The successful doping of amorphous silicon has aroused great interest in this material for the following reasons:
A - Si: H has several good characteristics and has created many new fields for the application of semiconductor devices.In the visible band of the solar spectrum, A - Si: H has a higher absorption coefficient, and a 1 - thick A - Si: H film is enough to absorb 90 % of the available solar energy.
Glow discharge deposition technology is now called plasma enhanced chemical vapor deposition PECVD, which can deposit a large area of a - si: h thin film larger than 1m2 at a low temperature of 100400 c.The lower process temperature allows the use of more kinds of low-cost substrates, such as glass plates, metal sheets or polymer sheets.
A - Si: H can be simply doped to form an alloy by adding a suitable gas to SiH4 source gas.
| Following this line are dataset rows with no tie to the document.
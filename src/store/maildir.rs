use anyhow::{Context, Result, anyhow};
use log::debug;
use ::maildir::Maildir;
use std::path::Path;

use crate::store::sink::MailSink;

/// Writes each message as a new file under `new/` of a Maildir.
pub struct MaildirSink {
    maildir: Maildir,
}

impl MaildirSink {
    /// Open the Maildir at `path`, creating `cur/`, `new/` and `tmp/` if needed.
    pub fn open(path: &Path) -> Result<Self> {
        let maildir = Maildir::from(path.to_path_buf());
        maildir
            .create_dirs()
            .with_context(|| format!("Failed to create maildir at {}", path.display()))?;
        Ok(Self { maildir })
    }

    pub fn count_new(&self) -> usize {
        self.maildir.count_new()
    }
}

impl MailSink for MaildirSink {
    fn add(&mut self, raw: &[u8]) -> Result<String> {
        let id = self
            .maildir
            .store_new(raw)
            .map_err(|e| anyhow!("Failed to store message in maildir: {e}"))?;
        debug!("stored {id} ({} bytes)", raw.len());
        Ok(id)
    }
}
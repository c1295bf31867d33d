use mailparse::MailHeaderMap;

use crate::domain::event::Message;

const SUBJECT_WIDTH: usize = 120;

pub fn decode_subject(raw: &[u8]) -> String {
    // mailparse expects a full "Key: value" header line
    let mut line = b"Subject: ".to_vec();
    line.extend_from_slice(raw);
    line.extend_from_slice(b"\r\n");

    match mailparse::parse_header(&line) {
        Ok((h, _idx)) => h.get_value(), // decodes RFC 2047
        Err(_) => String::from_utf8_lossy(raw).into_owned(),
    }
}

/// Subject line for console output.
///
/// Prefers the provider's `subject` field, falls back to the MIME headers.
pub fn display_subject(message: &Message) -> String {
    let subject = if !message.subject.trim().is_empty() {
        decode_subject(message.subject.as_bytes())
    } else {
        header_subject(&message.raw_body).unwrap_or_default()
    };

    let subject = single_line(&subject, SUBJECT_WIDTH);
    if subject.is_empty() {
        "(no subject)".to_string()
    } else {
        subject
    }
}

fn header_subject(raw: &[u8]) -> Option<String> {
    if raw.is_empty() {
        return None;
    }
    let (headers, _) = mailparse::parse_headers(raw).ok()?;
    headers.get_first_value("Subject")
}

fn single_line(s: &str, max_chars: usize) -> String {
    let mut out = String::new();
    for part in s.split_whitespace() {
        if !out.is_empty() {
            out.push(' ');
        }
        out.push_str(part);
        if out.chars().count() >= max_chars {
            break;
        }
    }
    out.chars().take(max_chars).collect()
}
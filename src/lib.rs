//! Incrementally copy messages stored by Mailgun into a local Maildir.
//!
//! The event log is walked oldest-first from the last checkpoint, each
//! stored message is fetched once, and ids already imported are skipped.

pub mod auth;
pub mod config;
pub mod domain;
pub mod import;
pub mod mail;
pub mod store;

pub use domain::event::{Event, Message, StoredMessage, Timestamp};
pub use import::{ImportOptions, ImportStats, run_import};
pub use mail::error::ProviderError;
pub use mail::events_client::{EventLogClient, EventSource, EventStream};
pub use store::checkpoint::Checkpoint;
pub use store::maildir::MaildirSink;
pub use store::sink::{MailSink, MemorySink};
use anyhow::{Result, anyhow};
use clap::{Parser, Subcommand, ValueEnum};
use crossterm::style::{Stylize, style};
use std::path::{Path, PathBuf};

use mailgun_retriever::auth::key_store;
use mailgun_retriever::auth::prompt::read_secret;
use mailgun_retriever::config::{self, Config, EU_API_BASE};
use mailgun_retriever::import::{ImportOptions, request_stop, run_import};
use mailgun_retriever::mail::decoders::display_subject;
use mailgun_retriever::mail::events_client::{DEFAULT_API_BASE, EventLogClient};
use mailgun_retriever::store::lock::StoreLock;
use mailgun_retriever::store::maildir::MaildirSink;

#[derive(Parser)]
#[command(name = "mailgun_retriever")]
#[command(about = "Save stored mailgun messages to maildir", long_about = None)]
struct Cli {
    #[command(subcommand)]
    cmd: Command,
}

#[derive(Clone, Copy, ValueEnum)]
enum Region {
    Us,
    Eu,
}

#[derive(Subcommand)]
enum Command {
    /// Download messages stored since the last run
    Fetch {
        /// Mail directory used to save messages to
        #[arg(short, long, value_name = "DIRECTORY")]
        maildir: Option<PathBuf>,

        /// Mailgun domain to retrieve messages from
        #[arg(short, long)]
        domain: Option<String>,

        /// Mailgun API key used for authentication
        #[arg(short = 'k', long)]
        apikey: Option<String>,

        /// Limit the number of downloaded messages
        #[arg(short, long, value_name = "COUNT")]
        limit: Option<usize>,

        /// API region (overrides api_base from the config file)
        #[arg(long, value_enum)]
        region: Option<Region>,

        /// Save progress after every message instead of once at the end
        #[arg(long)]
        checkpoint_each: bool,
    },

    /// Store the API key for a domain in the keyring
    SetApiKey {
        #[arg(short, long)]
        domain: String,
    },

    /// Write a config template to the user config directory
    InitConfig,
}

fn main() -> Result<()> {
    env_logger::init();

    let cli = Cli::parse();

    match cli.cmd {
        Command::SetApiKey { domain } => {
            let key = read_secret(&format!("Paste API key for domain {domain}:"))?;
            key_store::save_api_key(&domain, &key)?;
            println!("Saved API key for domain {}", domain);
            Ok(())
        }

        Command::InitConfig => {
            let path = config::write_template()?;
            println!("Created template config at {}", path.display());
            Ok(())
        }

        Command::Fetch {
            maildir,
            domain,
            apikey,
            limit,
            region,
            checkpoint_each,
        } => {
            let cfg = config::load_config().map_err(|e| anyhow!("Configuration error: {e:#}"))?;

            let maildir = maildir
                .or_else(|| cfg.maildir.as_deref().map(expand_home))
                .ok_or_else(|| anyhow!("no maildir given (--maildir or config)"))?;
            let domain = domain
                .or_else(|| cfg.domain.clone())
                .ok_or_else(|| anyhow!("no domain given (--domain or config)"))?;
            let api_key = resolve_api_key(apikey, &domain)?;

            let api_base = match region {
                Some(Region::Us) => DEFAULT_API_BASE,
                Some(Region::Eu) => EU_API_BASE,
                None => cfg.api_base(),
            };

            let opts = ImportOptions {
                limit: limit.or(cfg.limit),
                checkpoint_each: checkpoint_each || cfg.checkpoint_each.unwrap_or(false),
                ..Default::default()
            };
            let r2 = opts.running.clone();
            ctrlc::set_handler(move || {
                if request_stop(&r2) {
                    // second Ctrl-C: a request is stuck, give up without saving
                    std::process::exit(130);
                }
                eprintln!("Stopping after the current message (Ctrl-C again to abort)");
            })?;

            fetch(&cfg, api_base, &maildir, &domain, &api_key, &opts)
        }
    }
}

fn fetch(
    cfg: &Config,
    api_base: &str,
    maildir: &Path,
    domain: &str,
    api_key: &str,
    opts: &ImportOptions,
) -> Result<()> {
    let _lock = StoreLock::acquire(maildir)?;

    let client = EventLogClient::with_base(api_base, domain, api_key, cfg.timeout())?
        .with_cancel(opts.running.clone());
    let mut sink = MaildirSink::open(maildir)?;

    println!(
        "{}",
        style(format!("[+] Retrieving messages for domain {domain}")).white()
    );

    let stats = run_import(&client, &mut sink, maildir, opts, |m| {
        println!("{}", style(format!("> {}", display_subject(m))).cyan());
    })?;

    if stats.limit_reached {
        println!(
            "{}",
            style("[+] Message download limit reached, exiting").white()
        );
    }
    println!(
        "{}",
        style(format!(
            "[+] Download completed in {:.2}s ({} new, {} already present)",
            stats.duration_ms as f64 / 1000.0,
            stats.stored,
            stats.skipped
        ))
        .white()
    );
    Ok(())
}

/// Flag, then `MAILGUN_API_KEY`, then keyring, then ask.
fn resolve_api_key(flag: Option<String>, domain: &str) -> Result<String> {
    if let Some(k) = flag {
        return Ok(k);
    }
    if let Ok(k) = std::env::var("MAILGUN_API_KEY") {
        return Ok(k);
    }
    match key_store::load_api_key(domain) {
        Ok(Some(k)) => return Ok(k),
        Ok(None) => {}
        Err(e) => log::warn!("keyring unavailable: {e}"),
    }
    read_secret(&format!("[+] Please enter the API key for domain {domain}:"))
}

fn expand_home(p: &str) -> PathBuf {
    match (p.strip_prefix("~/"), dirs::home_dir()) {
        (Some(rest), Some(home)) => home.join(rest),
        _ => PathBuf::from(p),
    }
}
These characteristics make A - Si: H an ideal material for low-cost thin-film solar SEALED BATTERY.At present, in addition to photovoltaic applications, A - Si: H is also used for thin film transistor TFT of flat panel display and photoconductive layer of electrophotography.
Since 1976, Carlson and W Ronski have successfully prepared an amorphous silicon thin film solar cell [ 3 ] with a conversion efficiency of 2.4 %, the amorphous silicon thin film solar cell technology has made great progress and now has achieved an initial conversion efficiency of 15 %.At present, amorphous silicon thin-film solar SEALED BATTERY have become mature commercial thin-film solar SEALED BATTERY, reaching a component shipment RA of 25.8 MWP in 2003.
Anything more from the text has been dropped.